▶ _MATERIAL FOR THIS EXERCISE_
// Copyright (c) 2025 woxQAQ
//
// Licensed under the MIT License or Apache License 2.0
// See LICENSE files for details

//! # Expressions
//!
//! This module represents SQL expressions in the IR.
//!
//! ## Design
//!
//! Expressions form a recursive tree. Every composite expression exclusively
//! owns its children; column and variable references are names, resolved
//! through the validation [`Scope`] rather than pointers.
//!
//! - **Leaves**: [`ValueExpr`], [`ColumnExpr`], [`VariableExpr`]
//! - **Operators**: [`BinaryExpr`], [`BetweenExpr`], [`InExpr`], [`IsNullExpr`],
//!   [`ExistsExpr`], [`CaseExpr`], [`FunctionExpr`], [`MathExpr`], [`GroupExpr`]
//! - **Sub-query**: a [`Query`] used where an expression is expected
//! - **Placeholder**: [`Expr::Unknown`] marks a slot a builder has not filled
//!
//! ## Validation tiers
//!
//! Shapes are checked when a builder setter is called and when a node is
//! revived from JSON. Completeness (no [`Expr::Unknown`] left) is checked
//! lazily by [`SqlNode::check`], which `to_json` and `to_sql` run first.
//!
//! ```text
//! BinaryExpr {
//!   left: Column(`gender`),
//!   operator: "=",
//!   right: Value("F")
//! }
//! ```
//!
//! Renders: `` `gender` = "F" ``

mod between;
mod binary;
mod case;
mod column;
mod exists;
mod function;
mod group;
mod in_expr;
mod is_null;
mod math;
mod value;
mod variable;

use std::collections::BTreeSet;
use std::fmt;

use serde_json::Value;

pub use between::BetweenExpr;
pub use binary::{BinaryBuilder, BinaryExpr, NEGATABLE_OPERATORS};
pub use case::{CaseBuilder, CaseExpr, CaseWhen};
pub use column::ColumnExpr;
pub use exists::ExistsExpr;
pub use function::{FunctionBuilder, FunctionExpr};
pub use group::{GroupBuilder, GroupExpr, GroupOperator};
pub use in_expr::InExpr;
pub use is_null::IsNullExpr;
pub use math::{MathBuilder, MathExpr};
pub use value::ValueExpr;
pub use variable::VariableExpr;

pub(crate) use between::revive as revive_between;
pub(crate) use binary::revive as revive_binary;
pub(crate) use case::revive as revive_case;
pub(crate) use column::revive as revive_column;
pub(crate) use exists::revive as revive_exists;
pub(crate) use function::revive as revive_function;
pub(crate) use group::revive as revive_group;
pub(crate) use in_expr::revive as revive_in;
pub(crate) use is_null::revive as revive_is_null;
pub(crate) use math::revive as revive_math;
pub(crate) use value::revive as revive_value;
pub(crate) use variable::revive as revive_variable;

use crate::error::{IrError, IrResult};
use crate::node::SqlNode;
use crate::query::Query;
use crate::render::PLACEHOLDER;
use crate::scope::Scope;

/// A SQL expression
#[derive(Debug, Clone, PartialEq, Default)]
pub enum Expr {
    /// Slot not filled yet; never serialized or rendered by `to_sql`
    #[default]
    Unknown,
    Value(ValueExpr),
    Column(ColumnExpr),
    Variable(VariableExpr),
    Binary(BinaryExpr),
    Between(BetweenExpr),
    In(InExpr),
    IsNull(IsNullExpr),
    Exists(ExistsExpr),
    Case(CaseExpr),
    Function(FunctionExpr),
    Math(MathExpr),
    Group(GroupExpr),
    /// Sub-query used as an expression, e.g. the right side of `IN`
    Query(Box<Query>),
}

macro_rules! each_expr {
    ($self:expr, $inner:ident => $body:expr, unknown => $unknown:expr) => {
        match $self {
            Expr::Unknown => $unknown,
            Expr::Value($inner) => $body,
            Expr::Column($inner) => $body,
            Expr::Variable($inner) => $body,
            Expr::Binary($inner) => $body,
            Expr::Between($inner) => $body,
            Expr::In($inner) => $body,
            Expr::IsNull($inner) => $body,
            Expr::Exists($inner) => $body,
            Expr::Case($inner) => $body,
            Expr::Function($inner) => $body,
            Expr::Math($inner) => $body,
            Expr::Group($inner) => $body,
            Expr::Query($inner) => $body,
        }
    };
}

impl Expr {
    pub fn is_unknown(&self) -> bool {
        matches!(self, Expr::Unknown)
    }

    /// Whether this can stand on the right of `IN`: a non-empty array value or a query
    pub fn is_in_operand(&self) -> bool {
        match self {
            Expr::Value(v) => v.value.as_array().is_some_and(|items| !items.is_empty()),
            Expr::Query(_) => true,
            _ => false,
        }
    }

    /// Whether this is a `Value` holding a JSON string
    pub fn is_string_value(&self) -> bool {
        matches!(self, Expr::Value(v) if v.value.is_string())
    }

    /// Completeness gate for a child slot
    pub(crate) fn check_slot(&self, node: &'static str, slot: &str) -> IrResult<()> {
        if self.is_unknown() {
            return Err(IrError::Incomplete {
                node,
                message: format!("{} expression is not set", slot),
            });
        }
        self.check()
    }

    /// Verify that every qualified column reference resolves in `scope`
    pub fn validate(&self, scope: &Scope) -> IrResult<()> {
        match self {
            Expr::Unknown | Expr::Value(_) | Expr::Variable(_) => Ok(()),
            Expr::Column(c) => c.validate(scope),
            Expr::Binary(b) => {
                b.left.validate(scope)?;
                b.right.validate(scope)
            }
            Expr::Between(b) => {
                b.left.validate(scope)?;
                b.start.validate(scope)?;
                b.end.validate(scope)
            }
            Expr::In(e) => {
                e.left.validate(scope)?;
                e.right.validate(scope)
            }
            Expr::IsNull(e) => e.left.validate(scope),
            Expr::Exists(e) => e.query.validate_in(&mut scope.child()),
            Expr::Case(c) => {
                if let Some(expression) = &c.expression {
                    expression.validate(scope)?;
                }
                for case in &c.cases {
                    case.when.validate(scope)?;
                    case.then.validate(scope)?;
                }
                match &c.otherwise {
                    Some(e) => e.validate(scope),
                    None => Ok(()),
                }
            }
            Expr::Function(f) => f.parameters.iter().try_for_each(|p| p.validate(scope)),
            Expr::Math(m) => m.operands.iter().try_for_each(|o| o.validate(scope)),
            Expr::Group(g) => g.expressions.iter().try_for_each(|e| e.validate(scope)),
            Expr::Query(q) => q.validate_in(&mut scope.child()),
        }
    }

    /// Collect names of tables read by sub-queries nested in this expression
    pub(crate) fn collect_reads(&self, reads: &mut BTreeSet<String>) {
        match self {
            Expr::Unknown | Expr::Value(_) | Expr::Column(_) | Expr::Variable(_) => {}
            Expr::Binary(b) => {
                b.left.collect_reads(reads);
                b.right.collect_reads(reads);
            }
            Expr::Between(b) => {
                b.left.collect_reads(reads);
                b.start.collect_reads(reads);
                b.end.collect_reads(reads);
            }
            Expr::In(e) => {
                e.left.collect_reads(reads);
                e.right.collect_reads(reads);
            }
            Expr::IsNull(e) => e.left.collect_reads(reads),
            Expr::Exists(e) => e.query.collect_reads(reads),
            Expr::Case(c) => {
                let children = c.expression.iter().map(|e| e.as_ref());
                let cases = c.cases.iter().flat_map(|w| [&w.when, &w.then]);
                let otherwise = c.otherwise.iter().map(|e| e.as_ref());
                for e in children.chain(cases).chain(otherwise) {
                    e.collect_reads(reads);
                }
            }
            Expr::Function(f) => f.parameters.iter().for_each(|p| p.collect_reads(reads)),
            Expr::Math(m) => m.operands.iter().for_each(|o| o.collect_reads(reads)),
            Expr::Group(g) => g.expressions.iter().for_each(|e| e.collect_reads(reads)),
            Expr::Query(q) => q.collect_reads(reads),
        }
    }
}

impl SqlNode for Expr {
    fn classname(&self) -> &'static str {
        each_expr!(self, e => e.classname(), unknown => "Unknown")
    }

    fn check(&self) -> IrResult<()> {
        each_expr!(self, e => e.check(), unknown => Err(IrError::Incomplete {
            node: "Unknown",
            message: "placeholder expression cannot be rendered".to_string(),
        }))
    }

    fn json_value(&self) -> Value {
        each_expr!(self, e => e.json_value(), unknown => Value::Null)
    }
}

impl fmt::Display for Expr {
    fn fmt(&self, f: &mut fmt::Formatter<'_>) -> fmt::Result {
        match self {
            Expr::Query(q) => write!(f, "({})", q),
            other => each_expr!(other, e => write!(f, "{}", e), unknown => write!(f, "{}", PLACEHOLDER)),
        }
    }
}

macro_rules! impl_from_expr {
    ($($ty:ty => $variant:ident),* $(,)?) => {
        $(impl From<$ty> for Expr {
            fn from(e: $ty) -> Self {
                Expr::$variant(e)
            }
        })*
    };
}

impl_from_expr!(
    ValueExpr => Value,
    ColumnExpr => Column,
    VariableExpr => Variable,
    BinaryExpr => Binary,
    BetweenExpr => Between,
    InExpr => In,
    IsNullExpr => IsNull,
    ExistsExpr => Exists,
    CaseExpr => Case,
    FunctionExpr => Function,
    MathExpr => Math,
    GroupExpr => Group,
);

impl From<Query> for Expr {
    fn from(q: Query) -> Self {
        Expr::Query(Box::new(q))
    }
}

/// Unqualified column reference
pub fn col(name: impl Into<String>) -> Expr {
    Expr::Column(ColumnExpr::new(name))
}

/// Column reference qualified by a table name or alias
pub fn col_of(table: impl Into<String>, name: impl Into<String>) -> Expr {
    Expr::Column(ColumnExpr::new(name).with_table(table))
}

/// Literal value
pub fn value(v: impl Into<Value>) -> Expr {
    Expr::Value(ValueExpr::new(v))
}

/// Variable reference
pub fn var(name: impl Into<String>) -> Expr {
    Expr::Variable(VariableExpr::new(name))
}

#[cfg(test)]
mod tests {
    use super::*;
    use serde_json::json;

    #[test]
    fn test_unknown_never_passes_check() {
        let err = Expr::Unknown.check().unwrap_err();
        assert!(matches!(err, IrError::Incomplete { .. }));
        assert!(Expr::Unknown.to_json().is_err());
        assert!(Expr::Unknown.to_sql().is_err());
        assert_eq!(Expr::Unknown.to_string(), "?");
    }

    #[test]
    fn test_helpers() {
        assert_eq!(col("id").to_string(), "`id`");
        assert_eq!(col_of("s", "id").to_string(), "`s`.`id`");
        assert_eq!(value("F").to_string(), "\"F\"");
        assert_eq!(var("total").to_string(), "@total");
        assert!(value(json!([1, 2])).is_in_operand());
        assert!(!value(json!([])).is_in_operand());
        assert!(value("x").is_string_value());
        assert!(!col("x").is_string_value());
    }
}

▶ _WHAT YOU HAVE TO DO_
Only the lines that contain the string "matches" should be copied from the entries above.

▶ _OUTPUT OF THE TASK_
        matches!(self, Expr::Unknown)
        matches!(self, Expr::Value(v) if v.value.is_string())
        assert!(matches!(err, IrError::Incomplete { .. }));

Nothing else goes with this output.